##### Data supplied

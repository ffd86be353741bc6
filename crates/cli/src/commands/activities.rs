//! `outly activities`: Print suggestions for a weather reading, and
//! optionally ask the advisor how to go about one of them.

use std::sync::Arc;

use outly_agent::{ChatInput, ClientIdentity, ConversationOrchestrator, GenerationSettings, RateGovernor, activity_request};
use outly_config::AppConfig;
use outly_core::weather::{Condition, MainReadings, Wind};
use outly_core::{Language, WeatherSnapshot};

pub async fn run(
    condition: &str,
    temp: f64,
    wind: f64,
    lang: Language,
    ask: Option<usize>,
) -> Result<(), Box<dyn std::error::Error>> {
    if !temp.is_finite() || !wind.is_finite() {
        return Err("Temperature and wind must be finite numbers".into());
    }

    let (category, activities) = outly_activities::suggest(condition, temp, wind, lang);

    println!("  Category: {category}");
    println!();
    for (i, activity) in activities.iter().enumerate() {
        println!("  {}. {} [{}]: {}", i + 1, activity.name, activity.icon_ref, activity.condition_note);
    }

    let Some(choice) = ask else {
        return Ok(());
    };
    let activity = choice
        .checked_sub(1)
        .and_then(|i| activities.get(i))
        .ok_or_else(|| format!("--ask must be between 1 and {}", activities.len()))?;

    let config = AppConfig::load().map_err(|e| format!("Failed to load config: {e}"))?;
    let orchestrator = ConversationOrchestrator::new(
        Arc::new(RateGovernor::from_config(&config.rate_limit)),
        outly_providers::router::build_from_config(&config),
    )
    .with_settings(GenerationSettings::from_config(&config));

    let reply = ask_about(&orchestrator, activity.name, &reading(condition, temp, wind), lang).await;
    println!();
    for text in reply.lines() {
        println!("  Outly > {text}");
    }

    Ok(())
}

/// The command-line reading as a snapshot, so the advisor is grounded in it.
fn reading(condition: &str, temp: f64, wind: f64) -> WeatherSnapshot {
    WeatherSnapshot {
        main: Some(MainReadings {
            temp: Some(temp),
            ..Default::default()
        }),
        weather: vec![Condition {
            main: condition.to_string(),
            description: condition.to_string(),
        }],
        wind: Some(Wind { speed: wind }),
        ..Default::default()
    }
}

/// One fresh conversation about `activity`; failures become the apology.
async fn ask_about(
    orchestrator: &ConversationOrchestrator,
    activity: &str,
    snapshot: &WeatherSnapshot,
    lang: Language,
) -> String {
    let Some(prompt) = activity_request(activity, snapshot, lang) else {
        return lang.error_apology().to_string();
    };
    let input = ChatInput::new(prompt)
        .with_weather(Some(snapshot.clone()))
        .with_language(lang);

    match orchestrator.respond(&ClientIdentity::new("local"), input).await {
        Ok(reply) => reply.reply,
        Err(e) => {
            tracing::warn!(error = %e, activity, "Activity request failed");
            lang.error_apology().to_string()
        }
    }
}

#[cfg(test)]
mod tests {
    use super::*;
    use async_trait::async_trait;
    use outly_core::{Provider, ProviderError, ProviderRequest, ProviderResponse, Role};
    use std::sync::Mutex;

    #[derive(Default)]
    struct Capture {
        seen: Mutex<Vec<ProviderRequest>>,
    }

    #[async_trait]
    impl Provider for Capture {
        fn name(&self) -> &str {
            "capture"
        }

        async fn complete(&self, request: ProviderRequest) -> Result<ProviderResponse, ProviderError> {
            self.seen.lock().unwrap().push(request);
            Ok(ProviderResponse {
                completions: vec!["Bring an umbrella.".into()],
                usage: None,
                model: "capture".into(),
            })
        }
    }

    #[tokio::test]
    async fn asks_about_the_chosen_activity_without_history() {
        let provider = Arc::new(Capture::default());
        let orch = ConversationOrchestrator::new(Arc::new(RateGovernor::default()), Some(provider.clone()));

        let reply = ask_about(&orch, "Museum Visit", &reading("light rain", 14.6, 2.0), Language::En).await;
        assert_eq!(reply, "Bring an umbrella.");

        let seen = provider.seen.lock().unwrap();
        let roles: Vec<Role> = seen[0].messages.iter().map(|m| m.role).collect();
        assert_eq!(roles, vec![Role::System, Role::User]);
        assert!(seen[0].messages[0].content.contains("light rain, Temp: 14.6°C"));
        assert!(seen[0].messages[1].content.starts_with("I want to do \"Museum Visit\" today. The weather is light rain with 15°C."));
    }

    #[tokio::test]
    async fn missing_key_prints_apology() {
        let orch = ConversationOrchestrator::new(Arc::new(RateGovernor::default()), None);
        let reply = ask_about(&orch, "水泳", &reading("clear sky", 30.0, 1.0), Language::Ja).await;
        assert_eq!(reply, "申し訳ありません。エラーが発生しました。");
    }
}
//! OpenAI-compatible provider implementation.
//!
//! Works with Groq (the default backend), OpenAI, OpenRouter, Ollama and any
//! endpoint exposing `/chat/completions` in the OpenAI wire format.

use async_trait::async_trait;
use outly_core::error::ProviderError;
use outly_core::message::Message;
use outly_core::provider::*;
use serde::{Deserialize, Serialize};
use std::time::Duration;
use tracing::{debug, warn};

/// An OpenAI-compatible LLM provider.
pub struct OpenAiCompatProvider {
    name: String,
    base_url: String,
    api_key: String,
    client: reqwest::Client,
}

impl OpenAiCompatProvider {
    /// Create a new OpenAI-compatible provider.
    pub fn new(
        name: impl Into<String>,
        base_url: impl Into<String>,
        api_key: impl Into<String>,
    ) -> Self {
        Self::with_timeout(name, base_url, api_key, Duration::from_secs(120))
    }

    /// Create a provider whose HTTP client gives up after `timeout`.
    pub fn with_timeout(
        name: impl Into<String>,
        base_url: impl Into<String>,
        api_key: impl Into<String>,
        timeout: Duration,
    ) -> Self {
        let client = reqwest::Client::builder()
            .timeout(timeout)
            .build()
            .unwrap_or_else(|e| {
                warn!(error = %e, "Falling back to default HTTP client");
                reqwest::Client::new()
            });

        Self {
            name: name.into(),
            base_url: base_url.into().trim_end_matches('/').to_string(),
            api_key: api_key.into(),
            client,
        }
    }

    /// Create a Groq provider (convenience constructor).
    pub fn groq(api_key: impl Into<String>) -> Self {
        Self::new("groq", "https://api.groq.com/openai/v1", api_key)
    }

    /// Convert our Message types to OpenAI API format.
    fn to_api_messages(messages: &[Message]) -> Vec<ApiMessage> {
        messages
            .iter()
            .map(|m| ApiMessage {
                role: m.role.as_str().into(),
                content: Some(m.content.clone()),
            })
            .collect()
    }

    fn request_body(request: &ProviderRequest) -> serde_json::Value {
        let mut body = serde_json::json!({
            "model": request.model,
            "messages": Self::to_api_messages(&request.messages),
            "temperature": request.temperature,
            "stream": false,
        });

        if let Some(max_tokens) = request.max_tokens {
            body["max_tokens"] = serde_json::json!(max_tokens);
        }

        body
    }
}

#[async_trait]
impl outly_core::Provider for OpenAiCompatProvider {
    fn name(&self) -> &str {
        &self.name
    }

    async fn complete(
        &self,
        request: ProviderRequest,
    ) -> std::result::Result<ProviderResponse, ProviderError> {
        let url = format!("{}/chat/completions", self.base_url);
        let body = Self::request_body(&request);

        debug!(
            provider = %self.name,
            model = %request.model,
            turns = request.messages.len(),
            "Sending completion request"
        );

        let response = self
            .client
            .post(&url)
            .header("Authorization", format!("Bearer {}", self.api_key))
            .header("Content-Type", "application/json")
            .json(&body)
            .send()
            .await
            .map_err(|e| {
                if e.is_timeout() {
                    ProviderError::Timeout(e.to_string())
                } else {
                    ProviderError::Network(e.to_string())
                }
            })?;

        let status = response.status().as_u16();

        if status == 429 {
            let retry_after_secs = response
                .headers()
                .get("retry-after")
                .and_then(|v| v.to_str().ok())
                .and_then(|v| v.parse().ok())
                .unwrap_or(5);
            return Err(ProviderError::RateLimited { retry_after_secs });
        }

        if status == 401 || status == 403 {
            return Err(ProviderError::AuthenticationFailed(
                "Invalid API key or insufficient permissions".into(),
            ));
        }

        if status != 200 {
            let error_body = response.text().await.unwrap_or_default();
            warn!(status, body = %error_body, "Provider returned error");
            return Err(ProviderError::ApiError {
                status_code: status,
                message: error_body,
            });
        }

        let api_response: ApiResponse =
            response.json().await.map_err(|e| ProviderError::ApiError {
                status_code: 200,
                message: format!("Failed to parse response: {e}"),
            })?;

        Ok(api_response.into_provider_response())
    }

    async fn health_check(&self) -> std::result::Result<bool, ProviderError> {
        let url = format!("{}/models", self.base_url);
        let response = self
            .client
            .get(&url)
            .header("Authorization", format!("Bearer {}", self.api_key))
            .send()
            .await
            .map_err(|e| ProviderError::Network(e.to_string()))?;

        Ok(response.status().is_success())
    }
}

// --- OpenAI API types (internal) ---

#[derive(Debug, Serialize, Deserialize)]
struct ApiMessage {
    role: String,
    #[serde(default, skip_serializing_if = "Option::is_none")]
    content: Option<String>,
}

#[derive(Debug, Deserialize)]
struct ApiResponse {
    #[serde(default)]
    model: String,
    #[serde(default)]
    choices: Vec<ApiChoice>,
    usage: Option<ApiUsage>,
}

#[derive(Debug, Deserialize)]
struct ApiChoice {
    message: ApiMessage,
}

#[derive(Debug, Deserialize)]
struct ApiUsage {
    prompt_tokens: u32,
    completion_tokens: u32,
    total_tokens: u32,
}

impl ApiResponse {
    /// Choices without content become empty strings so callers still see
    /// how many the provider returned.
    fn into_provider_response(self) -> ProviderResponse {
        ProviderResponse {
            completions: self
                .choices
                .into_iter()
                .map(|c| c.message.content.unwrap_or_default())
                .collect(),
            usage: self.usage.map(|u| Usage {
                prompt_tokens: u.prompt_tokens,
                completion_tokens: u.completion_tokens,
                total_tokens: u.total_tokens,
            }),
            model: self.model,
        }
    }
}

#[cfg(test)]
mod tests {
    use super::*;
    use outly_core::Provider;

    #[test]
    fn groq_constructor() {
        let provider = OpenAiCompatProvider::groq("gsk-test");
        assert_eq!(provider.name(), "groq");
        assert!(provider.base_url.contains("api.groq.com"));
    }

    #[test]
    fn trailing_slash_is_trimmed() {
        let provider = OpenAiCompatProvider::new("local", "http://localhost:11434/v1/", "x");
        assert_eq!(provider.base_url, "http://localhost:11434/v1");
    }

    #[test]
    fn message_conversion_keeps_order_and_roles() {
        let messages = vec![
            Message::system("You are Outly"),
            Message::user("Hello"),
            Message::assistant("Hi!"),
        ];
        let api_messages = OpenAiCompatProvider::to_api_messages(&messages);
        let roles: Vec<&str> = api_messages.iter().map(|m| m.role.as_str()).collect();
        assert_eq!(roles, vec!["system", "user", "assistant"]);
    }

    #[test]
    fn request_body_carries_generation_parameters() {
        let request = ProviderRequest {
            model: "llama-3.3-70b-versatile".into(),
            messages: vec![Message::user("Hi")],
            temperature: 0.7,
            max_tokens: Some(500),
        };
        let body = OpenAiCompatProvider::request_body(&request);
        assert_eq!(body["model"], "llama-3.3-70b-versatile");
        assert_eq!(body["max_tokens"], 500);
        assert_eq!(body["stream"], false);
        assert_eq!(body["messages"][0]["role"], "user");
    }

    #[test]
    fn parse_completion_response() {
        let data = r#"{
            "id": "chatcmpl-1",
            "model": "llama-3.3-70b-versatile",
            "choices": [
                {"index": 0, "message": {"role": "assistant", "content": "Go for a walk."}, "finish_reason": "stop"}
            ],
            "usage": {"prompt_tokens": 120, "completion_tokens": 6, "total_tokens": 126}
        }"#;
        let parsed: ApiResponse = serde_json::from_str(data).unwrap();
        let response = parsed.into_provider_response();
        assert_eq!(response.first_text(), Some("Go for a walk."));
        assert_eq!(response.usage.unwrap().total_tokens, 126);
    }

    #[test]
    fn parse_response_with_null_content() {
        let data = r#"{"model": "m", "choices": [{"message": {"role": "assistant", "content": null}}]}"#;
        let parsed: ApiResponse = serde_json::from_str(data).unwrap();
        let response = parsed.into_provider_response();
        assert_eq!(response.completions.len(), 1);
        assert_eq!(response.first_text(), None);
    }

    #[test]
    fn parse_response_without_choices() {
        let parsed: ApiResponse = serde_json::from_str(r#"{"model": "m", "choices": []}"#).unwrap();
        assert!(parsed.into_provider_response().completions.is_empty());
    }
}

##########

What you have to do:
List each line of the records that holds the string "localhost".

Result of the exercise:
        let provider = OpenAiCompatProvider::new("local", "http://localhost:11434/v1/", "x");
        assert_eq!(provider.base_url, "http://localhost:11434/v1");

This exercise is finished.